表向きの「〜であるべきだ」「〜しなければ」という価値ではなく、自分自身でそのタスクに意味づけをし自分自身の裏の価値を見出すのです。

  • 「自分にとって」このタスクはどんな意味を持たせることができるか
  • 「自分にとって」そこまで重要な意味を持つものではないから優先度を下げよう
  • 「自分にとって」このタスクは重要な意味があるので、〇〇までに必ず仕上げよう

など、自分自身で「裏の価値」をつけることで、タスク管理自体も主体的に整理でき、一貫した考えで計画を立てることができます。

もちろん、ひとりで仕事ができるわけではないので表の価値もとても重要です。独りよがりになってしまうことには注意が必要ですが、優先順位をつける「裏の価値観」をしっかりと自分の中で作っておくことは大切なことです。

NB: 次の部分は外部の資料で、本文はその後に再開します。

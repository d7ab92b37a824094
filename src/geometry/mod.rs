//! Collision geometry types and decoders.
//!
//! Physics shapes store their geometry as raw little-endian byte blobs. This
//! module turns those blobs into [`Triangle`]s:
//!
//! - [`extract_hull_triangles`] walks a half-edge convex hull and fans each
//!   polygonal face into triangles.
//! - [`extract_mesh_triangles`] reads an indexed triangle mesh.
//!
//! Vertex blobs hold 12-byte records (three `f32`); any trailing partial
//! record is ignored.
//!
//! ```
//! use phystri::geometry::{extract_mesh_triangles, Vec3};
//!
//! let mut vertices = Vec::new();
//! for v in [[0.0f32, 0.0, 0.0], [1.0, 0.0, 0.0], [0.0, 1.0, 0.0]] {
//!     for c in v {
//!         vertices.extend_from_slice(&c.to_le_bytes());
//!     }
//! }
//! let mut indices = Vec::new();
//! for i in [0i32, 1, 2] {
//!     indices.extend_from_slice(&i.to_le_bytes());
//! }
//!
//! let triangles = extract_mesh_triangles(&vertices, &indices).unwrap();
//! assert_eq!(triangles.len(), 1);
//! assert_eq!(triangles[0].b, Vec3::new(1.0, 0.0, 0.0));
//! ```

mod halfedge;
mod trimesh;

use nalgebra::{Point3, Vector3};

use crate::bytes::VEC3_SIZE;

pub use halfedge::{extract_hull_triangles, HalfEdge, Hull, HALF_EDGE_SIZE};
pub use trimesh::{extract_mesh_triangles, TRIANGLE_INDEX_SIZE};

#[cfg(test)]
pub(crate) use halfedge::tests as hull_fixtures;

/// A 3D position with `f32` components.
pub type Vec3 = Point3<f32>;

/// A triangle given by three corner positions.
///
/// Winding is kept exactly as it appears in the source data.
#[derive(Debug, Clone, Copy, PartialEq)]
pub struct Triangle {
    /// First corner.
    pub a: Vec3,
    /// Second corner.
    pub b: Vec3,
    /// Third corner.
    pub c: Vec3,
}

impl Triangle {
    /// Create a triangle from its corners.
    pub fn new(a: Vec3, b: Vec3, c: Vec3) -> Self {
        Self { a, b, c }
    }

    /// The corners in order.
    pub fn vertices(&self) -> [Vec3; 3] {
        [self.a, self.b, self.c]
    }

    /// Unit normal, or zero for a degenerate triangle.
    pub fn normal(&self) -> Vector3<f32> {
        let n = (self.b - self.a).cross(&(self.c - self.a));
        n.try_normalize(f32::EPSILON).unwrap_or_else(Vector3::zeros)
    }

    /// Surface area.
    pub fn area(&self) -> f32 {
        0.5 * (self.b - self.a).cross(&(self.c - self.a)).norm()
    }

    /// Whether the triangle has (near) zero area.
    pub fn is_degenerate(&self) -> bool {
        self.area() <= f32::EPSILON
    }
}

/// Decode a vertex blob into positions.
pub fn read_vertices(bytes: &[u8]) -> Vec<Vec3> {
    bytes
        .chunks_exact(VEC3_SIZE)
        .map(|rec| {
            let f = |i: usize| f32::from_le_bytes([rec[i], rec[i + 1], rec[i + 2], rec[i + 3]]);
            Vec3::new(f(0), f(4), f(8))
        })
        .collect()
}

/// Axis-aligned bounds of a set of triangles, or `None` when empty.
pub fn bounding_box<'a, I>(triangles: I) -> Option<(Vec3, Vec3)>
where
    I: IntoIterator<Item = &'a Triangle>,
{
    let mut bounds: Option<(Vec3, Vec3)> = None;
    for tri in triangles {
        for v in tri.vertices() {
            bounds = Some(match bounds {
                None => (v, v),
                Some((min, max)) => (min.inf(&v), max.sup(&v)),
            });
        }
    }
    bounds
}
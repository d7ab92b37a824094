//! STL export for inspection.
//!
//! Collision triangles can be written as binary STL and opened in any mesh
//! viewer. STL has no notion of chunks, so chunks are flattened on save and a
//! loaded file is a single triangle list. Per-face normals are computed from
//! the winding; degenerate triangles get a zero normal.

use std::fs::File;
use std::io::{BufWriter, Read, Seek, Write};
use std::path::Path;

use crate::error::{ExtractError, Result};
use crate::geometry::{Triangle, Vec3};

fn to_stl(triangle: &Triangle) -> stl_io::Triangle {
    let n = triangle.normal();
    let v = |p: &Vec3| stl_io::Vertex::new([p.x, p.y, p.z]);
    stl_io::Triangle {
        normal: stl_io::Normal::new([n.x, n.y, n.z]),
        vertices: [v(&triangle.a), v(&triangle.b), v(&triangle.c)],
    }
}

/// Write chunks as binary STL to any writer.
pub fn write_to<W: Write, C: AsRef<[Triangle]>>(writer: &mut W, chunks: &[C]) -> std::io::Result<()> {
    let triangles: Vec<stl_io::Triangle> = chunks
        .iter()
        .flat_map(|c| c.as_ref().iter())
        .map(to_stl)
        .collect();
    stl_io::write_stl(writer, triangles.iter())
}

/// Read triangles from binary or ASCII STL.
///
/// Corner order is kept as stored; stored normals are ignored.
pub fn read_from<R: Read + Seek>(reader: &mut R) -> std::io::Result<Vec<Triangle>> {
    let stl = stl_io::read_stl(reader)?;
    let vertex = |i: usize| -> std::io::Result<Vec3> {
        let v = stl.vertices.get(i).ok_or_else(|| {
            std::io::Error::new(
                std::io::ErrorKind::InvalidData,
                format!("face references vertex {} of {}", i, stl.vertices.len()),
            )
        })?;
        Ok(Vec3::new(v[0], v[1], v[2]))
    };

    stl.faces
        .iter()
        .map(|face| {
            Ok(Triangle::new(
                vertex(face.vertices[0])?,
                vertex(face.vertices[1])?,
                vertex(face.vertices[2])?,
            ))
        })
        .collect()
}

/// Save chunks to a binary STL file.
///
/// # Example
///
/// ```no_run
/// use phystri::geometry::{Triangle, Vec3};
/// use phystri::io::stl;
///
/// let t = Triangle::new(Vec3::origin(), Vec3::new(1.0, 0.0, 0.0), Vec3::new(0.0, 1.0, 0.0));
/// stl::save(&[vec![t]], "collision.stl").unwrap();
/// ```
pub fn save<C: AsRef<[Triangle]>, P: AsRef<Path>>(chunks: &[C], path: P) -> Result<()> {
    let path = path.as_ref();
    let file = File::create(path)?;
    let mut writer = BufWriter::new(file);

    write_to(&mut writer, chunks)
        .and_then(|_| writer.flush())
        .map_err(|e| ExtractError::SaveError {
            path: path.to_path_buf(),
            message: e.to_string(),
        })
}

/// Load triangles from an STL file.
pub fn load<P: AsRef<Path>>(path: P) -> Result<Vec<Triangle>> {
    let path = path.as_ref();
    let mut file = File::open(path)?;

    read_from(&mut file).map_err(|e| ExtractError::LoadError {
        path: path.to_path_buf(),
        message: e.to_string(),
    })
}
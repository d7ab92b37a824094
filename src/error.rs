//! Error types for phystri.
//!
//! This module defines all error types used throughout the library.

use std::path::PathBuf;
use thiserror::Error;

use crate::resource::BlockType;

/// Result type alias using [`ExtractError`].
pub type Result<T> = std::result::Result<T, ExtractError>;

/// Errors that can occur while locating, extracting or encoding collision geometry.
#[derive(Error, Debug)]
pub enum ExtractError {
    /// The archive has no entry at the requested logical path.
    #[error("archive entry not found: {path}")]
    EntryNotFound {
        /// The logical path that was looked up.
        path: String,
    },

    /// The resource container has no non-empty block of the requested type.
    #[error("resource has no {block} block")]
    BlockNotFound {
        /// The requested block type.
        block: BlockType,
    },

    /// Hull or mesh data does not describe valid geometry.
    #[error("malformed geometry: {details}")]
    MalformedGeometry {
        /// Description of the malformed condition.
        details: String,
    },

    /// A read needed more bytes than the buffer holds.
    #[error("truncated record at offset {offset}: needed {needed} bytes, {available} available")]
    TruncatedRecord {
        /// Byte offset the read started at.
        offset: usize,
        /// Number of bytes the read required.
        needed: usize,
        /// Number of bytes left in the buffer.
        available: usize,
    },

    /// A chunked triangle stream declares zero chunks.
    #[error("chunked triangle stream declares zero chunks")]
    ZeroChunkCount,

    /// A selected collision part lacks a field, or the field has the wrong type.
    #[error("missing or invalid field {path} (expected {expected})")]
    MissingField {
        /// Path of the field in the decoded tree.
        path: String,
        /// What kind of value was expected.
        expected: &'static str,
    },

    /// The key-value decoder rejected its input.
    #[error("failed to decode key-value data: {0}")]
    Decode(String),

    /// File I/O error.
    #[error("I/O error: {0}")]
    Io(#[from] std::io::Error),

    /// Error loading triangles from file.
    #[error("failed to load triangles from {path}: {message}")]
    LoadError {
        /// The file path.
        path: PathBuf,
        /// Error message.
        message: String,
    },

    /// Error saving triangles to file.
    #[error("failed to save triangles to {path}: {message}")]
    SaveError {
        /// The file path.
        path: PathBuf,
        /// Error message.
        message: String,
    },

    /// Unsupported file format.
    #[error("unsupported file format: {extension}")]
    UnsupportedFormat {
        /// The file extension.
        extension: String,
    },
}

impl ExtractError {
    /// Create a malformed geometry error.
    pub fn malformed<T: std::fmt::Display>(details: T) -> Self {
        ExtractError::MalformedGeometry {
            details: details.to_string(),
        }
    }

    /// Whether this error only invalidates a single collision part.
    ///
    /// Part-level failures can be skipped while extraction continues with the
    /// remaining parts.
    pub fn is_part_failure(&self) -> bool {
        matches!(
            self,
            ExtractError::MalformedGeometry { .. } | ExtractError::MissingField { .. }
        )
    }
}
//! Decoded key-value trees.
//!
//! Physics data arrives as a nested key-value document. Decoding the binary
//! document format is the job of an external [`KeyValueDecoder`]; this module
//! defines the tree it produces ([`KvValue`]) and the lookup operations the
//! extractor needs.
//!
//! Lookups never fail: a missing key, an index past the end of an array or a
//! step into a scalar all yield `None`. The extractor relies on this to end
//! its part scans.
//!
//! ```
//! use phystri::kv::{KvValue, PathStep};
//!
//! let tree = KvValue::map([(
//!     "m_parts",
//!     KvValue::Array(vec![KvValue::map([("m_nCollisionAttributeIndex", KvValue::Int(0))])]),
//! )]);
//!
//! let path = [PathStep::Key("m_parts"), PathStep::Index(0), PathStep::Key("m_nCollisionAttributeIndex")];
//! assert_eq!(tree.lookup(&path).and_then(KvValue::as_int), Some(0));
//!
//! let past_end = [PathStep::Key("m_parts"), PathStep::Index(1)];
//! assert!(tree.lookup(&past_end).is_none());
//! ```

pub mod json;

use std::collections::BTreeMap;
use std::fmt;

use crate::error::Result;

pub use json::JsonKvDecoder;

/// A node of a decoded key-value tree.
#[derive(Debug, Clone, PartialEq)]
pub enum KvValue {
    /// Explicit null.
    Null,
    /// Boolean scalar.
    Bool(bool),
    /// Integer scalar.
    Int(i64),
    /// Floating point scalar.
    Float(f64),
    /// String scalar.
    Str(String),
    /// Raw binary blob.
    Bytes(Vec<u8>),
    /// Ordered sequence.
    Array(Vec<KvValue>),
    /// Keyed mapping.
    Map(BTreeMap<String, KvValue>),
}

impl KvValue {
    /// Build a map node from key/value pairs.
    pub fn map<K, I>(entries: I) -> Self
    where
        K: Into<String>,
        I: IntoIterator<Item = (K, KvValue)>,
    {
        KvValue::Map(entries.into_iter().map(|(k, v)| (k.into(), v)).collect())
    }

    /// Look up a key in a map node.
    pub fn get(&self, key: &str) -> Option<&KvValue> {
        match self {
            KvValue::Map(m) => m.get(key),
            _ => None,
        }
    }

    /// Look up an index in an array node.
    pub fn at(&self, index: usize) -> Option<&KvValue> {
        match self {
            KvValue::Array(items) => items.get(index),
            _ => None,
        }
    }

    /// Apply one path step.
    pub fn step(&self, step: &PathStep<'_>) -> Option<&KvValue> {
        match *step {
            PathStep::Key(key) => self.get(key),
            PathStep::Index(index) => self.at(index),
        }
    }

    /// Follow a path of steps from this node.
    pub fn lookup(&self, path: &[PathStep<'_>]) -> Option<&KvValue> {
        path.iter().try_fold(self, |node, step| node.step(step))
    }

    /// Integer value. Floats with no fractional part also qualify.
    pub fn as_int(&self) -> Option<i64> {
        match *self {
            KvValue::Int(v) => Some(v),
            KvValue::Float(v) if v.fract() == 0.0 && v.is_finite() => Some(v as i64),
            _ => None,
        }
    }

    /// Floating point value.
    pub fn as_float(&self) -> Option<f64> {
        match *self {
            KvValue::Float(v) => Some(v),
            KvValue::Int(v) => Some(v as f64),
            _ => None,
        }
    }

    /// String value.
    pub fn as_str(&self) -> Option<&str> {
        match self {
            KvValue::Str(s) => Some(s),
            _ => None,
        }
    }

    /// Binary blob value.
    pub fn as_bytes(&self) -> Option<&[u8]> {
        match self {
            KvValue::Bytes(b) => Some(b),
            _ => None,
        }
    }

    /// Array items.
    pub fn as_array(&self) -> Option<&[KvValue]> {
        match self {
            KvValue::Array(items) => Some(items),
            _ => None,
        }
    }

    /// Map entries.
    pub fn as_map(&self) -> Option<&BTreeMap<String, KvValue>> {
        match self {
            KvValue::Map(m) => Some(m),
            _ => None,
        }
    }

    /// Whether this node is [`KvValue::Null`].
    pub fn is_null(&self) -> bool {
        matches!(self, KvValue::Null)
    }
}

/// One step of a lookup path: a map key or an array index.
#[derive(Debug, Clone, Copy, PartialEq, Eq)]
pub enum PathStep<'a> {
    /// Map key.
    Key(&'a str),
    /// Array index.
    Index(usize),
}

impl<'a> From<&'a str> for PathStep<'a> {
    fn from(key: &'a str) -> Self {
        PathStep::Key(key)
    }
}

impl From<usize> for PathStep<'_> {
    fn from(index: usize) -> Self {
        PathStep::Index(index)
    }
}

/// Displays a path as `a[0].b.c[3]`.
pub struct DisplayPath<'p, 'a>(pub &'p [PathStep<'a>]);

impl fmt::Display for DisplayPath<'_, '_> {
    fn fmt(&self, f: &mut fmt::Formatter<'_>) -> fmt::Result {
        for (i, step) in self.0.iter().enumerate() {
            match step {
                PathStep::Key(key) if i == 0 => write!(f, "{}", key)?,
                PathStep::Key(key) => write!(f, ".{}", key)?,
                PathStep::Index(index) => write!(f, "[{}]", index)?,
            }
        }
        Ok(())
    }
}

/// Decodes a serialized key-value document into a [`KvValue`] tree.
///
/// The binary key-value format itself is decoded outside this crate;
/// implementors adapt such a decoder to this interface. Closures of the right
/// shape implement the trait directly.
pub trait KeyValueDecoder {
    /// Decode a full document.
    fn decode(&self, bytes: &[u8]) -> Result<KvValue>;
}

impl<F> KeyValueDecoder for F
where
    F: Fn(&[u8]) -> Result<KvValue>,
{
    fn decode(&self, bytes: &[u8]) -> Result<KvValue> {
        self(bytes)
    }
}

中には優先度が低いものも出てきますので、その時間をさらに自分の使いたいタスクに使うこともできるかもしれません。

 

時間は有限ですので、あまりに多い仕事を抱え込んでしまっては物理的にこなすことが不可能になる限界線もあります。しかし、「裏の価値」を見通すことができれば、優先度の低いものを断ることもできるようになるでしょう。

 

例えば、つきあいだけの飲み会を断ってみるというのもひとつの手です。

飲み会に高い価値を感じている方もいると思いますのですべての正解ではありませんが、「精神的な余裕」が足りていない(忙しい)と感じた時には、自分の中での優先度を整理してみましょう。

 

物理的な余裕を生むためにも、精神的な余裕が大切なのです。

仕事のことを中心に話を進めてきましたが、これは「休む時間」「リフレッシュする時間」「遊ぶ時間」についてもいえることです。

仕事が多くて、「リフレッシュする時間がない」という意味で「忙しい」と思っている人もいると思いますが、自分が心からしたいと思うことの優先順位は仕事と並列に考えてみるのです。

「時間が取れたら」と後回しにしている状態は、プライベートの時間に「茫然自失」している状態です。

 

仕事と並列に、「精神的な余裕」を持って優先順位をつけ、計画を立て、「必ず確保する!」と考えれば、プライベートの時間も含めて自分のために主体的な生活を送ることができるようになるでしょう。

 

以上のことを踏まえて、忙しい12月の話に立ち返ってみましょう。

 

年の瀬というのは普段とは違う意味を持ってくる時期です。

12月は1年の締めくくりとして「今年どうだったか」「来年どうするか」を余裕をもって考えたいと思っている方も多いと思います。

「こんなに忙しいのに…」とお思いの方もいらっしゃるかと思いますが、少し立ち止まってみてください。

忙しく、いろいろなことがめまぐるしく動く月だからこそ、今後の行動を大きく変えるきっかけが見つかるかもしれません。

 

私は、その意味で12月に振り返りの時間を持つことは価値のある(優先度の高い)ことだと考えています。

しっかりと振り返りの時間を確保することで、12月の残りの時間を来年にもつながる時間にできるはずです。

 

来年の12月にどんな状態になっていたいでしょうか。

今年、何ができたのか。来年の12月の描いた姿のために今できることは何か。優先順位をつけることで忙しさに負けない目的を持った師走になるのではないでしょうか。